With Lazarus, Cowboy Bebop’s Shinichirō Watanabe Is Knockin’ On Heaven’s Door
Faith, grief, and climate anxiety collide in the anime auteur’s latest opus
Much has been said and written about Lazarus, the latest sci-fi action anime from Shinichirō Watanabe, in the weeks following its premiere back in April. The most common reactions to the series have been comparisons between it and Watanabe’s previous work, particularly Cowboy Bebop, the 1998 space western neo-noir anime that first earned him international renown. At the time, these comparisons were not lost on Watanabe himself, who eschewed them outright when in interviews discussing the origins behind the anime.
“It is the same director making those two series, there’s gonna be some similarities, so I would like people to cut me some slack on that aspect,” Watanabe told io9. “But in no way am I doing the same thing on purpose, making a cameo, or paying homage to my previous works. Everything is for a reason, and I want you to watch it with fresh eyes. Don’t look for similarities, just enjoy it for what it is.”

This article contains spoilers for the entire first season of Lazarus.

While the parallels and resemblance to Cowboy Bebop are plain to see for anyone with even a passing familiarity with Watanabe’s work, a more thorough analysis of Lazarus, particularly in regard to the series’ overall themes and religious allegory, has remained conspicuously elusive, if not entirely absent from much of the discourse surrounding the series. Having now watched (and rewatched) the series in its entirety, I emphatically believe that Lazarus is far more ambitious than many critics have given it credit for, let alone a spiritual reprise of Watanabe’s magnum opus.

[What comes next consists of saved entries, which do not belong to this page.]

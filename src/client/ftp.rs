use super::{EntryKind, FtpSession, RemoteEntry};
use crate::config::FtpConfig;
use crate::error::{DeployError, DeployResult};
use async_trait::async_trait;
use std::fs::File;
use std::panic::{self, AssertUnwindSafe};
use std::path::Path;
use std::str::FromStr;
use suppaftp::list::{File as ListedFile, ParseError};
use suppaftp::types::FileType;
use suppaftp::FtpStream;
use tracing::{debug, info};

/// `FtpSession` backed by a blocking suppaftp stream.
///
/// The stream is moved into a blocking task for every command and handed back
/// once the server answered, so at most one command is in flight.
pub struct FtpClient {
    host: String,
    port: u16,
    username: String,
    password: String,
    folder: Option<String>,
    stream: Option<FtpStream>,
}

impl FtpClient {
    pub fn new(host: String, port: u16, username: String, password: String) -> Self {
        Self {
            host,
            port,
            username,
            password,
            folder: None,
            stream: None,
        }
    }

    pub fn with_folder(mut self, folder: Option<String>) -> Self {
        self.folder = folder.filter(|f| !f.is_empty());
        self
    }

    pub fn from_config(config: &FtpConfig) -> Self {
        Self::new(
            config.host.clone(),
            config.port,
            config.user.clone(),
            config.password.clone().unwrap_or_default(),
        )
        .with_folder(config.folder.clone())
    }

    fn address(&self) -> String {
        format!("{}:{}", self.host, self.port)
    }

    fn connect_ftp(
        address: &str,
        username: &str,
        password: &str,
        folder: Option<&str>,
    ) -> DeployResult<FtpStream> {
        let connection_error = |e: suppaftp::FtpError| DeployError::Connection {
            address: address.to_string(),
            reason: e.to_string(),
        };

        let mut ftp = FtpStream::connect(address).map_err(connection_error)?;
        if let Some(welcome) = ftp.get_welcome_msg() {
            info!("Connected to the FTP server : {}", welcome.trim());
        }
        if let Err(e) = ftp.login(username, password) {
            let _ = ftp.quit();
            return Err(connection_error(e));
        }
        if let Err(e) = ftp.transfer_type(FileType::Binary) {
            let _ = ftp.quit();
            return Err(connection_error(e));
        }
        if let Some(folder) = folder {
            info!("Change current directory : {}", folder);
            if let Err(e) = ftp.cwd(folder) {
                let _ = ftp.quit();
                return Err(DeployError::ChangeFolder {
                    folder: folder.to_string(),
                    reason: e.to_string(),
                });
            }
        }
        Ok(ftp)
    }

    /// Runs one command on the blocking pool and puts the stream back, even
    /// when the command panics.
    async fn with_stream<T, F>(&mut self, op: F) -> DeployResult<T>
    where
        F: FnOnce(&mut FtpStream) -> DeployResult<T> + Send + 'static,
        T: Send + 'static,
    {
        let mut ftp = self.stream.take().ok_or(DeployError::NotConnected)?;
        let (ftp, result) = tokio::task::spawn_blocking(move || {
            let result = panic::catch_unwind(AssertUnwindSafe(|| op(&mut ftp)));
            (ftp, result)
        })
        .await
        .map_err(|e| DeployError::Interrupted(e.to_string()))?;
        self.stream = Some(ftp);

        result.unwrap_or_else(|payload| {
            let reason = payload
                .downcast_ref::<&str>()
                .map(|s| (*s).to_string())
                .or_else(|| payload.downcast_ref::<String>().cloned())
                .unwrap_or_else(|| "FTP worker panicked".to_string());
            Err(DeployError::Interrupted(reason))
        })
    }

    /// Parses one line of a `LIST` answer, POSIX or DOS style.
    ///
    /// `Ok(None)` for the `total N` header and the `.`/`..` entries.
    fn parse_list_line(line: &str) -> Result<Option<RemoteEntry>, ParseError> {
        let line = line.trim_end_matches(['\r', '\n']);
        if line.trim().is_empty() || line.starts_with("total ") {
            return Ok(None);
        }

        let listed = ListedFile::from_str(line)?;
        let kind = if listed.is_directory() {
            EntryKind::Directory
        } else if listed.is_symlink() {
            EntryKind::Other('l')
        } else if listed.is_file() {
            EntryKind::File
        } else {
            EntryKind::Other('?')
        };

        let name = listed.name();
        if name == "." || name == ".." {
            return Ok(None);
        }
        Ok(Some(RemoteEntry {
            name: name.to_string(),
            kind,
        }))
    }
}

#[async_trait]
impl FtpSession for FtpClient {
    async fn connect(&mut self) -> DeployResult<()> {
        let address = self.address();
        let username = self.username.clone();
        let password = self.password.clone();
        let folder = self.folder.clone();

        info!("Connecting to the FTP server : {}", address);
        let ftp = tokio::task::spawn_blocking(move || {
            Self::connect_ftp(&address, &username, &password, folder.as_deref())
        })
        .await
        .map_err(|e| DeployError::Interrupted(e.to_string()))??;

        self.stream = Some(ftp);
        info!("Successfully connected to the FTP server");
        Ok(())
    }

    async fn list(&mut self, path: &str) -> DeployResult<Vec<RemoteEntry>> {
        let path = path.to_string();
        debug!("List remote directory : {}", path);

        self.with_stream(move |ftp| {
            let lines = ftp.list(Some(path.as_str())).map_err(|e| DeployError::List {
                path: path.clone(),
                reason: e.to_string(),
            })?;
            lines
                .iter()
                .filter_map(|line| {
                    Self::parse_list_line(line)
                        .map_err(|e| DeployError::List {
                            path: path.clone(),
                            reason: format!("unrecognized listing line {:?}: {}", line, e),
                        })
                        .transpose()
                })
                .collect()
        })
        .await
    }

    async fn delete_file(&mut self, path: &str) -> DeployResult<()> {
        let path = path.to_string();
        debug!("Delete remote file : {}", path);

        self.with_stream(move |ftp| {
            ftp.rm(&path)
                .map_err(|e| DeployError::Delete {
                    path,
                    reason: e.to_string(),
                })
        })
        .await
    }

    async fn remove_directory(&mut self, path: &str) -> DeployResult<()> {
        let path = path.to_string();
        debug!("Delete remote folder : {}", path);

        self.with_stream(move |ftp| {
            ftp.rmdir(&path)
                .map_err(|e| DeployError::RemoveDirectory {
                    path,
                    reason: e.to_string(),
                })
        })
        .await
    }

    async fn create_directory(&mut self, path: &str) -> DeployResult<()> {
        let path = path.to_string();
        debug!("Create remote folder : {}", path);

        self.with_stream(move |ftp| {
            ftp.mkdir(&path)
                .map_err(|e| DeployError::CreateDirectory {
                    path,
                    reason: e.to_string(),
                })
        })
        .await
    }

    async fn upload_file(&mut self, local_path: &Path, remote_path: &str) -> DeployResult<u64> {
        let from = local_path.to_path_buf();
        let to = remote_path.to_string();
        debug!("Send file : {:?} -> {}", from, to);

        self.with_stream(move |ftp| {
            let mut file = File::open(&from).map_err(|e| DeployError::Upload {
                from: from.clone(),
                to: to.clone(),
                reason: e.to_string(),
            })?;
            ftp.put_file(&to, &mut file)
                .map_err(|e| DeployError::Upload {
                    from,
                    to: to.clone(),
                    reason: e.to_string(),
                })
        })
        .await
    }

    async fn disconnect(&mut self) -> DeployResult<()> {
        let result = self
            .with_stream(|ftp| {
                ftp.quit()
                    .map_err(|e| DeployError::Disconnect(e.to_string()))
            })
            .await;
        // the control connection is gone whatever QUIT answered
        self.stream = None;
        result?;
        debug!("FTP server logout");
        Ok(())
    }
}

While it certainly doesn’t crack the mold and hasn’t quite electrified the zeitgeist in the way Cowboy Bebop did back before the turn of the century, Lazarus aspires to something far loftier than its spiritual antecedent ever did: wrestling with the moral, ethical, and spiritual dilemmas of a world in crisis. In no uncertain terms, Lazarus is Watanabe’s dark night of the soul; a work conceived in part to give voice to its creator’s mounting anxieties, hopes, and questions pertaining to the nature of faith, grief, and the myriad existential crises which imperil all life on this planet.

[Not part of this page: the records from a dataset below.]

use crate::client::{EntryKind, RemoteEntry};
use crate::connection::SharedSession;
use crate::error::{DeployError, DeployResult};
use crate::utils::join_remote;
use futures::future::{join_all, BoxFuture, FutureExt};
use std::ops::AddAssign;
use tracing::debug;

#[derive(Debug, Clone, Copy, Default, PartialEq, Eq)]
pub struct CleanStats {
    pub files_deleted: usize,
    pub directories_removed: usize,
}

impl AddAssign for CleanStats {
    fn add_assign(&mut self, other: Self) {
        self.files_deleted += other.files_deleted;
        self.directories_removed += other.directories_removed;
    }
}

/// Empties a remote tree, deepest entries first.
///
/// FTP servers refuse to remove a directory that still has children, so a
/// subdirectory is removed only once its own walk has returned. The root given
/// to [`RemoteCleaner::clean`] is emptied but kept.
pub struct RemoteCleaner {
    client: SharedSession,
}

impl RemoteCleaner {
    pub fn new(client: SharedSession) -> Self {
        Self { client }
    }

    pub async fn clean(&self, root: &str) -> DeployResult<CleanStats> {
        self.empty_directory(root.to_string()).await
    }

    fn empty_directory(&self, dir: String) -> BoxFuture<'_, DeployResult<CleanStats>> {
        async move {
            let entries = self.client.lock().await.list(&dir).await?;

            let results = join_all(entries.into_iter().map(|entry| self.remove_entry(&dir, entry))).await;

            let mut stats = CleanStats::default();
            for result in results {
                stats += result?;
            }
            Ok(stats)
        }
        .boxed()
    }

    async fn remove_entry(&self, parent: &str, entry: RemoteEntry) -> DeployResult<CleanStats> {
        let path = join_remote(parent, &entry.name);

        match entry.kind {
            EntryKind::File => {
                self.client.lock().await.delete_file(&path).await?;
                Ok(CleanStats {
                    files_deleted: 1,
                    directories_removed: 0,
                })
            }
            EntryKind::Directory => {
                let mut stats = self.empty_directory(path.clone()).await?;
                self.client.lock().await.remove_directory(&path).await?;
                debug!("Removed remote folder : {}", path);
                stats.directories_removed += 1;
                Ok(stats)
            }
            EntryKind::Other(kind) => Err(DeployError::UnsupportedEntry { path, kind }),
        }
    }
}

In Lazarus, everyone’s looking for something. For some, it’s salvation; for others, it’s distraction. And for others still, it’s a quick lay, an easy payday, or simply a way to numb the pain. For the protagonists of the series— a team of five agents with extraordinary talents enlisted by a clandestine organization known as “Lazarus”— it’s the most wanted man on Earth, and an answer to the single-most pressing question of that moment: Why is he holding the world hostage, and is it truly possible to save humanity before it’s too late?

Set in the year 2052, Lazarus centers on the globe-spanning search for Dr. Deniz Skinner; a genius scientist who disappeared three years prior to the events of the series, but not before developing Hapna, a miraculous painkiller that quickly becomes one of the most ubiquitous and financially successful pharmaceuticals on the planet. When Skinner reappears, it’s to issue a grave warning coupled with a deadly revelation: Hapna was designed to remain in the bloodstream, mutating and killing anyone who has taken it three years after initial ingestion.
“If you find yourself unable to feel any pain, then that is no different than being dead,” Skinner says in a prerecorded message released worldwide. “While it is unfortunate, due to its dependency on Hapna, mankind as we know it is dead.”